Я уже говорил, что его описание есть один из вариантов выполненного самим Прустом прозрачного тела. Кора деревьев, сплетение ветвей, вьющаяся омела на деревьях — это все прозрачное для смысла тело, а смысл — это мир переживаний, имеющий под собой волну или структуру желания. Но желание всегда тем сильнее, чем менее определенный предмет оно имеет. Поскольку структура желания такова, что за каждым предметом желания в действительности мы хотим и желаем чего-то другого. Всегда другого. Например, я цитировал вам в прошлый раз: важно не то, что ты любишь, а насколько глубоко твое состояние любви. Или: высшее совершенство, возможное из всех совершенств, — это душа, полная чувств. Это важно еще и потому, что совершенство — одно из свойств тех особых явлений, которые появляются в конце. Я говорил, что на одной стороне у нас реальное, в полноте совершающееся событие, затем какая-то промежуточная область, а в конце, например, посредством фикций вновь достигнутая полнота восприятия события. Здесь есть еще элемент актуальной бесконечности. Я поясню, что имею в виду, и напомню в связи с этим прустовскую фразу:

Во всех наших переживаниях, во всех привязанностях к другим людям мы больше всего верны самим себе (III,908).

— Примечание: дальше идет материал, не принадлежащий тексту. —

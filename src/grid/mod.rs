//! Horizontal driver for the column kernels.
//!
//! [`ColumnGrid`] stores an `nx × ny` field of columns with a land mask and
//! assembles the lateral neighbor set of each ocean column. [`regrid_all`]
//! and [`absorb_all_columns`] apply the vertical kernels column by column.

mod columns;
mod driver;

pub use columns::{ColumnGrid, GridError};
#[cfg(feature = "parallel")]
pub use driver::{absorb_all_columns_parallel, regrid_all_parallel};
pub use driver::{ShortwaveColumn, absorb_all_columns, regrid_all};
/// Absorb the shortwave radiation remaining in one column.
///
/// `irradiance` holds one entry per band of `optics` and is drained as the
/// radiation is absorbed. With `absorb_all` and a positive heated thickness
/// the residual is distributed in proportion to the heated thickness of each
/// layer; if that thickness is below `flux_limit_depth` only the fraction
/// `h_heat / flux_limit_depth` is kept and the rest is reported as
/// [`AbsorbOutcome::discarded_heat`]. In both cases the irradiance ends at
/// zero.
///
/// # Errors
///
/// Mismatched array lengths, a TKE sink without ∂SV/∂T (or the reverse) and
/// a sorted order naming a missing layer.
pub fn absorb_remaining(
    config: &ShortwaveConfig,
    optics: &Optics,
    inputs: &AbsorbInputs<'_>,
    step: &AbsorbStep,
    state: &mut AbsorbState<'_>,
) -> Result<AbsorbOutcome, ShortwaveError> {
    let nk = inputs.thickness.len();
    let nsw = optics.n_bands();
    validate(optics, inputs, state, nk)?;

    let order: Vec<usize> = match inputs.sorted_order {
        Some(order) => order.to_vec(),
        None => (0..nk).collect(),
    };
    let policy = step.policy;

    let mut h_heat = inputs.mixed_layer_thickness.unwrap_or(0.0);
    let mut t_chg_above = vec![0.0; nk];

    for &k in &order {
        let h = inputs.thickness[k];
        let eps = inputs.min_retained_thickness.map_or(0.0, |e| e[k]);
        let weight = config.heating_weight(h);

        if h > 1.5 * eps && weight > 0.0 {
            for n in 0..nsw {
                let pen = state.irradiance[n];
                if pen <= 0.0 {
                    continue;
                }
                let opacity = optics.opacity(n, k);
                let att = attenuate(config, nsw, pen, opacity, h, weight, step.dt);

                let co_frac = if policy.adjust_absorption_profile && h_heat > 0.0 {
                    let swa = upward_fraction(att.opt_depth, opacity, h, h_heat);
                    let (swa, co_frac) = clamp_upward_fraction(swa, h, h_heat);
                    t_chg_above[k] += swa * att.heat / h_heat;
                    state.temperature[k] += (1.0 - swa) * att.heat / h;
                    co_frac
                } else {
                    state.temperature[k] += att.heat / h;
                    1.0
                };

                if let (Some(tke), Some(dsv_dt)) = (state.tke.as_deref_mut(), inputs.dsv_dt) {
                    tke[k] -= co_frac
                        * att.heat
                        * dsv_dt[k]
                        * (0.5 * h * config.tke_conversion)
                        * tke_shape(att.opt_depth, att.exp_od);
                }

                state.irradiance[n] = pen - att.heat;
            }
        }

        h_heat += weight * h;
    }

    let mut outcome = AbsorbOutcome {
        heated_thickness: h_heat,
        bottom_residual: state.irradiance.iter().sum(),
        ..Default::default()
    };

    if !(policy.absorb_all || policy.adjust_absorption_profile) {
        return Ok(outcome);
    }

    let mut t_chg = 0.0;
    if policy.absorb_all && outcome.bottom_residual > 0.0 && h_heat > 0.0 {
        let remaining = outcome.bottom_residual;
        let limit = step.flux_limit_depth;
        if limit <= 0.0 || h_heat >= limit {
            t_chg = remaining / h_heat;
            outcome.redistributed_heat = remaining;
        } else {
            t_chg = remaining / limit;
            outcome.redistributed_heat = remaining * h_heat / limit;
            outcome.discarded_heat = remaining - outcome.redistributed_heat;
            warn!(
                "heated thickness {h_heat:.3e} below limiter depth {limit:.3e}, \
                 discarding {:.3e} of bottom shortwave",
                outcome.discarded_heat
            );
        }
        state.irradiance.iter_mut().for_each(|pen| *pen = 0.0);
    }

    for &k in order.iter().rev() {
        if t_chg > 0.0 {
            state.temperature[k] += t_chg * config.heating_weight(inputs.thickness[k]);
        }
        t_chg += t_chg_above[k];
    }

    if let (Some(htot), Some(ttot)) = (
        inputs.mixed_layer_thickness,
        state.mixed_layer_temperature.as_deref_mut(),
    ) {
        *ttot += t_chg * htot;
    }

    trace!(
        "absorbed column: h_heat={:.3e} residual={:.3e} redistributed={:.3e}",
        outcome.heated_thickness, outcome.bottom_residual, outcome.redistributed_heat
    );

    Ok(outcome)
}

fn validate(
    optics: &Optics,
    inputs: &AbsorbInputs<'_>,
    state: &AbsorbState<'_>,
    nk: usize,
) -> Result<(), ShortwaveError> {
    ShortwaveError::check_len("temperature", nk, state.temperature.len())?;
    ShortwaveError::check_len("opacity layers", nk, optics.n_layers())?;
    ShortwaveError::check_len("irradiance", optics.n_bands(), state.irradiance.len())?;
    if let Some(eps) = inputs.min_retained_thickness {
        ShortwaveError::check_len("min_retained_thickness", nk, eps.len())?;
    }
    match (&state.tke, inputs.dsv_dt) {
        (Some(tke), Some(dsv_dt)) => {
            ShortwaveError::check_len("tke", nk, tke.len())?;
            ShortwaveError::check_len("dsv_dt", nk, dsv_dt.len())?;
        }
        (None, None) => {}
        _ => return Err(ShortwaveError::MismatchedTkeArguments),
    }
    if let Some(order) = inputs.sorted_order {
        if let Some(&layer) = order.iter().find(|&&k| k >= nk) {
            return Err(ShortwaveError::InvalidOrder { layer, n_layers: nk });
        }
    }
    Ok(())
}

#[cfg(test)]
mod tests {
    use super::*;

    const TOL: f64 = 1e-12;

    fn column_heat(t_new: &[f64], t_old: &[f64], h: &[f64]) -> f64 {
        t_new
            .iter()
            .zip(t_old)
            .zip(h)
            .map(|((a, b), h)| (a - b) * h)
            .sum()
    }

    #[test]
    fn test_single_layer_single_band() {
        let config = ShortwaveConfig::default();
        let optics = Optics::uniform(&[0.01], 1);
        let h = [100.0];
        let mut t = [0.0];
        let mut pen = [50.0];

        let outcome = absorb_remaining(
            &config,
            &optics,
            &AbsorbInputs::new(&h),
            &AbsorbStep::new(3600.0, 0.0),
            &mut AbsorbState::new(&mut t, &mut pen),
        )
        .unwrap();

        let absorbed = 50.0 * (1.0 - (-1.0_f64).exp());
        assert!((t[0] - absorbed / 100.0).abs() < TOL);
        assert!((t[0] - 0.316).abs() < 1e-3);
        assert!((pen[0] - (50.0 - absorbed)).abs() < TOL);
        assert!((outcome.bottom_residual - pen[0]).abs() < TOL);
        assert_eq!(outcome.heated_thickness, 100.0);
    }

    #[test]
    fn test_zero_irradiance_changes_nothing() {
        let config = ShortwaveConfig::default();
        let optics = Optics::uniform(&[0.1, 0.01], 3);
        let h = [5.0, 10.0, 20.0];
        let dsv = [2e-7; 3];
        let mut t = [10.0, 9.0, 8.0];
        let mut pen = [0.0, 0.0];
        let mut tke = [0.0; 3];
        let policy = AbsorbPolicy::default()
            .with_adjust_absorption_profile(true)
            .with_absorb_all(true);

        let outcome = absorb_remaining(
            &config,
            &optics,
            &AbsorbInputs::new(&h).with_dsv_dt(&dsv),
            &AbsorbStep::new(600.0, 10.0).with_policy(policy),
            &mut AbsorbState::new(&mut t, &mut pen).with_tke(&mut tke),
        )
        .unwrap();

        assert_eq!(t, [10.0, 9.0, 8.0]);
        assert_eq!(tke, [0.0; 3]);
        assert_eq!(outcome.redistributed_heat, 0.0);
    }

    #[test]
    fn test_adjusted_profile_conserves_heat() {
        let config = ShortwaveConfig::default();
        let optics = Optics::uniform(&[0.2, 0.02], 4);
        let h = [2.0, 5.0, 10.0, 40.0];
        let t0 = [20.0, 19.0, 18.0, 15.0];
        let mut t = t0;
        let mut pen = [30.0, 70.0];
        let policy = AbsorbPolicy::default().with_adjust_absorption_profile(true);

        absorb_remaining(
            &config,
            &optics,
            &AbsorbInputs::new(&h),
            &AbsorbStep::new(3600.0, 0.0).with_policy(policy),
            &mut AbsorbState::new(&mut t, &mut pen),
        )
        .unwrap();

        let heat = column_heat(&t, &t0, &h);
        assert!((heat + pen.iter().sum::<f64>() - 100.0).abs() < 1e-10);
        // Deferred heating raises the top layer above its direct share
        let direct = 30.0 * (1.0 - (-0.4_f64).exp()) + 70.0 * (1.0 - (-0.04_f64).exp());
        assert!((t[0] - t0[0]) * h[0] > direct);
    }

    #[test]
    fn test_mixed_layer_integral_receives_deferred_heat() {
        let config = ShortwaveConfig::default();
        let optics = Optics::uniform(&[0.05], 2);
        let h = [10.0, 10.0];
        let t0 = [12.0, 11.0];
        let mut t = t0;
        let mut pen = [40.0];
        let mut ttot = 0.0;
        let policy = AbsorbPolicy::default().with_adjust_absorption_profile(true);

        absorb_remaining(
            &config,
            &optics,
            &AbsorbInputs::new(&h).with_mixed_layer_thickness(5.0),
            &AbsorbStep::new(3600.0, 0.0).with_policy(policy),
            &mut AbsorbState::new(&mut t, &mut pen).with_mixed_layer_temperature(&mut ttot),
        )
        .unwrap();

        assert!(ttot > 0.0);
        let heat = column_heat(&t, &t0, &h) + ttot;
        assert!((heat + pen[0] - 40.0).abs() < 1e-10);
    }

    #[test]
    fn test_tke_sink_is_negative_for_positive_expansion() {
        let config = ShortwaveConfig::default();
        let optics = Optics::uniform(&[0.1], 2);
        let h = [10.0, 10.0];
        let dsv = [2e-7, 2e-7];
        let mut t = [10.0, 10.0];
        let mut pen = [100.0];
        let mut tke = [0.0, 0.0];

        absorb_remaining(
            &config,
            &optics,
            &AbsorbInputs::new(&h).with_dsv_dt(&dsv),
            &AbsorbStep::new(3600.0, 0.0),
            &mut AbsorbState::new(&mut t, &mut pen).with_tke(&mut tke),
        )
        .unwrap();

        assert!(tke[0] < 0.0);
        assert!(tke[1] < 0.0);
    }

    #[test]
    fn test_tke_sink_value_single_layer() {
        let config = ShortwaveConfig::default();
        let optics = Optics::uniform(&[0.01], 1);
        let h = [100.0];
        let dsv = [2e-7];
        let mut t = [0.0];
        let mut pen = [50.0];
        let mut tke = [0.0];

        absorb_remaining(
            &config,
            &optics,
            &AbsorbInputs::new(&h).with_dsv_dt(&dsv),
            &AbsorbStep::new(3600.0, 0.0),
            &mut AbsorbState::new(&mut t, &mut pen).with_tke(&mut tke),
        )
        .unwrap();

        let od = 1.0_f64;
        let e = (-od).exp();
        let heat = 50.0 * (1.0 - e);
        let shape = (od * (1.0 + e) - 2.0 * (1.0 - e)) / (od * (1.0 - e));
        let expected = -heat * dsv[0] * 0.5 * h[0] * config.tke_conversion * shape;
        assert!(
            (tke[0] - expected).abs() < 1e-10 * expected.abs(),
            "tke = {}, expected {}",
            tke[0],
            expected
        );
    }

    #[test]
    fn test_tke_arguments_come_in_pairs() {
        let config = ShortwaveConfig::default();
        let optics = Optics::uniform(&[0.1], 1);
        let h = [10.0];
        let mut t = [10.0];
        let mut pen = [1.0];
        let mut tke = [0.0];

        let err = absorb_remaining(
            &config,
            &optics,
            &AbsorbInputs::new(&h),
            &AbsorbStep::new(60.0, 0.0),
            &mut AbsorbState::new(&mut t, &mut pen).with_tke(&mut tke),
        )
        .unwrap_err();
        assert_eq!(err, ShortwaveError::MismatchedTkeArguments);

        let dsv = [1e-7];
        let err = absorb_remaining(
            &config,
            &optics,
            &AbsorbInputs::new(&h).with_dsv_dt(&dsv),
            &AbsorbStep::new(60.0, 0.0),
            &mut AbsorbState::new(&mut t, &mut pen),
        )
        .unwrap_err();
        assert_eq!(err, ShortwaveError::MismatchedTkeArguments);
    }

    #[test]
    fn test_dimension_checks() {
        let config = ShortwaveConfig::default();
        let optics = Optics::uniform(&[0.1, 0.2], 2);
        let h = [10.0, 10.0];
        let mut t = [10.0, 10.0];
        let mut pen = [1.0];

        let err = absorb_remaining(
            &config,
            &optics,
            &AbsorbInputs::new(&h),
            &AbsorbStep::new(60.0, 0.0),
            &mut AbsorbState::new(&mut t, &mut pen),
        )
        .unwrap_err();
        assert_eq!(err, ShortwaveError::dimension_mismatch("irradiance", 2, 1));
    }

    #[test]
    fn test_sorted_order_skips_unlisted_layers() {
        let config = ShortwaveConfig::default();
        let optics = Optics::uniform(&[0.05], 3);
        let h = [10.0, 10.0, 10.0];
        let order = [2, 0];
        let mut t = [0.0; 3];
        let mut pen = [10.0];

        absorb_remaining(
            &config,
            &optics,
            &AbsorbInputs::new(&h).with_sorted_order(&order),
            &AbsorbStep::new(3600.0, 0.0),
            &mut AbsorbState::new(&mut t, &mut pen),
        )
        .unwrap();

        assert_eq!(t[1], 0.0);
        // Layer 2 is visited first and sees the full flux
        assert!(t[2] > t[0]);

        let bad = [0, 3];
        let err = absorb_remaining(
            &config,
            &optics,
            &AbsorbInputs::new(&h).with_sorted_order(&bad),
            &AbsorbStep::new(3600.0, 0.0),
            &mut AbsorbState::new(&mut t, &mut pen),
        )
        .unwrap_err();
        assert_eq!(err, ShortwaveError::InvalidOrder { layer: 3, n_layers: 3 });
    }

    #[test]
    fn test_retained_thickness_makes_layer_transparent() {
        let config = ShortwaveConfig::default();
        let optics = Optics::uniform(&[0.05], 2);
        let h = [1.0, 10.0];
        let eps = [1.0, 0.0];
        let mut t = [0.0; 2];
        let mut pen = [10.0];

        absorb_remaining(
            &config,
            &optics,
            &AbsorbInputs::new(&h).with_min_retained_thickness(&eps),
            &AbsorbStep::new(3600.0, 0.0),
            &mut AbsorbState::new(&mut t, &mut pen),
        )
        .unwrap();

        assert_eq!(t[0], 0.0);
        let expected = 10.0 * (1.0 - (-0.5_f64).exp()) / 10.0;
        assert!((t[1] - expected).abs() < TOL);
    }
}
//! Per-column optical properties for banded shortwave radiation.
//!
//! Opacity is stored with the band index fastest, so the bands of one layer
//! are contiguous. Wavelength bounds are optional metadata and play no part
//! in the attenuation itself.

use std::fmt;

use super::error::ShortwaveError;

/// Wavelength bounds of one shortwave band [nm].
#[derive(Clone, Copy, Debug, PartialEq)]
pub struct WavelengthBand {
    pub min_wavelength: f64,
    pub max_wavelength: f64,
}

impl WavelengthBand {
    pub fn new(min_wavelength: f64, max_wavelength: f64) -> Self {
        Self {
            min_wavelength,
            max_wavelength,
        }
    }

    /// Band centre [nm].
    pub fn center(&self) -> f64 {
        0.5 * (self.min_wavelength + self.max_wavelength)
    }
}

impl fmt::Display for WavelengthBand {
    fn fmt(&self, f: &mut fmt::Formatter<'_>) -> fmt::Result {
        write!(f, "{}-{} nm", self.min_wavelength, self.max_wavelength)
    }
}

/// Opacity field of one column.
#[derive(Clone, Debug, PartialEq)]
pub struct Optics {
    n_bands: usize,
    n_layers: usize,
    /// Opacity [H⁻¹], index `layer * n_bands + band`
    opacity: Vec<f64>,
    bands: Vec<WavelengthBand>,
}

impl Optics {
    /// Create from a flattened opacity array (band index fastest).
    pub fn new(n_bands: usize, n_layers: usize, opacity: Vec<f64>) -> Result<Self, ShortwaveError> {
        ShortwaveError::check_len("opacity", n_bands * n_layers, opacity.len())?;
        Ok(Self {
            n_bands,
            n_layers,
            opacity,
            bands: Vec::new(),
        })
    }

    /// Same opacity in every layer, one value per band.
    pub fn uniform(band_opacity: &[f64], n_layers: usize) -> Self {
        Self::from_fn(band_opacity.len(), n_layers, |band, _| band_opacity[band])
    }

    /// Build from a function of (band, layer).
    pub fn from_fn<F>(n_bands: usize, n_layers: usize, f: F) -> Self
    where
        F: Fn(usize, usize) -> f64,
    {
        let mut opacity = Vec::with_capacity(n_bands * n_layers);
        for k in 0..n_layers {
            for n in 0..n_bands {
                opacity.push(f(n, k));
            }
        }
        Self {
            n_bands,
            n_layers,
            opacity,
            bands: Vec::new(),
        }
    }

    /// Attach wavelength bounds, one per band.
    pub fn with_wavelengths(mut self, bands: Vec<WavelengthBand>) -> Result<Self, ShortwaveError> {
        ShortwaveError::check_len("wavelength bands", self.n_bands, bands.len())?;
        self.bands = bands;
        Ok(self)
    }

    #[inline]
    pub fn n_bands(&self) -> usize {
        self.n_bands
    }

    #[inline]
    pub fn n_layers(&self) -> usize {
        self.n_layers
    }

    /// Wavelength bounds, empty if none were attached.
    pub fn wavelengths(&self) -> &[WavelengthBand] {
        &self.bands
    }

    /// Opacity of `band` in `layer` [H⁻¹].
    #[inline]
    pub fn opacity(&self, band: usize, layer: usize) -> f64 {
        self.opacity[layer * self.n_bands + band]
    }

    /// Opacities of all bands in `layer`.
    #[inline]
    pub fn layer_opacity(&self, layer: usize) -> &[f64] {
        let start = layer * self.n_bands;
        &self.opacity[start..start + self.n_bands]
    }
}

#[cfg(test)]
mod tests {
    use super::*;

    #[test]
    fn test_uniform_layout() {
        let optics = Optics::uniform(&[0.1, 0.02], 3);
        assert_eq!(optics.n_bands(), 2);
        assert_eq!(optics.n_layers(), 3);
        for k in 0..3 {
            assert_eq!(optics.opacity(0, k), 0.1);
            assert_eq!(optics.opacity(1, k), 0.02);
            assert_eq!(optics.layer_opacity(k), &[0.1, 0.02]);
        }
    }

    #[test]
    fn test_from_fn_band_fastest() {
        let optics = Optics::from_fn(2, 2, |n, k| (10 * k + n) as f64);
        assert_eq!(optics.opacity(1, 0), 1.0);
        assert_eq!(optics.opacity(0, 1), 10.0);
        assert_eq!(optics.layer_opacity(1), &[10.0, 11.0]);
    }

    #[test]
    fn test_new_checks_length() {
        let err = Optics::new(2, 3, vec![0.0; 5]).unwrap_err();
        assert_eq!(err, ShortwaveError::dimension_mismatch("opacity", 6, 5));
        assert!(Optics::new(2, 3, vec![0.0; 6]).is_ok());
    }

    #[test]
    fn test_wavelength_metadata() {
        let optics = Optics::uniform(&[0.05, 0.5], 1)
            .with_wavelengths(vec![WavelengthBand::new(400.0, 550.0), WavelengthBand::new(550.0, 700.0)])
            .unwrap();
        assert_eq!(optics.wavelengths().len(), 2);
        assert_eq!(optics.wavelengths()[0].center(), 475.0);
        assert_eq!(format!("{}", optics.wavelengths()[1]), "550-700 nm");

        let bad = Optics::uniform(&[0.05], 1).with_wavelengths(vec![]);
        assert!(bad.is_err());
    }
}
//! Small numerical building blocks shared by the column kernels.

mod tridiagonal;

pub use tridiagonal::{TridiagonalSystem, fold_boundaries, solve_tridiagonal};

В том смысле, что мы ищем прежде всего возможность любить еще. Чтобы в предметах любви возрождалась почему-то ценная для нас способность любить или переживать полноту любовного чувства. На самом деле, по отношению к реальным явлениям, даже к реальной Альбертине — этого не может быть. И не может быть по одной простой причине: Альбертина сама не обладает такой полнотой в своей жизни. Потому что по закону последовательности свою собственную связь с Марселем она может испытать только кусочками души, пока не ввела амплифицирующую, уплотняющую и восполняющую фикцию, которая соединила бы все, и в момент, вопреки закону последовательности, закону фотографии или кино, не породила полноту смысла, не воспроизводила бы ее. Это и есть бесконечность. То же самое, если помните, я говорил о прокреации, о рождениях, о том, что совершенная мысль есть не та мысль, которая изображает до конца какой-нибудь предмет, а та, которая, оставаясь именно сама собою, производит тысячи других мыслей. Простой пример бесконечности — прустовский текст. Он, как и любой другой хороший текст, обладает одним свойством: будучи конечным описанием, то есть конечным объектом, — он исчерпан, полон, в него ничего нельзя добавить.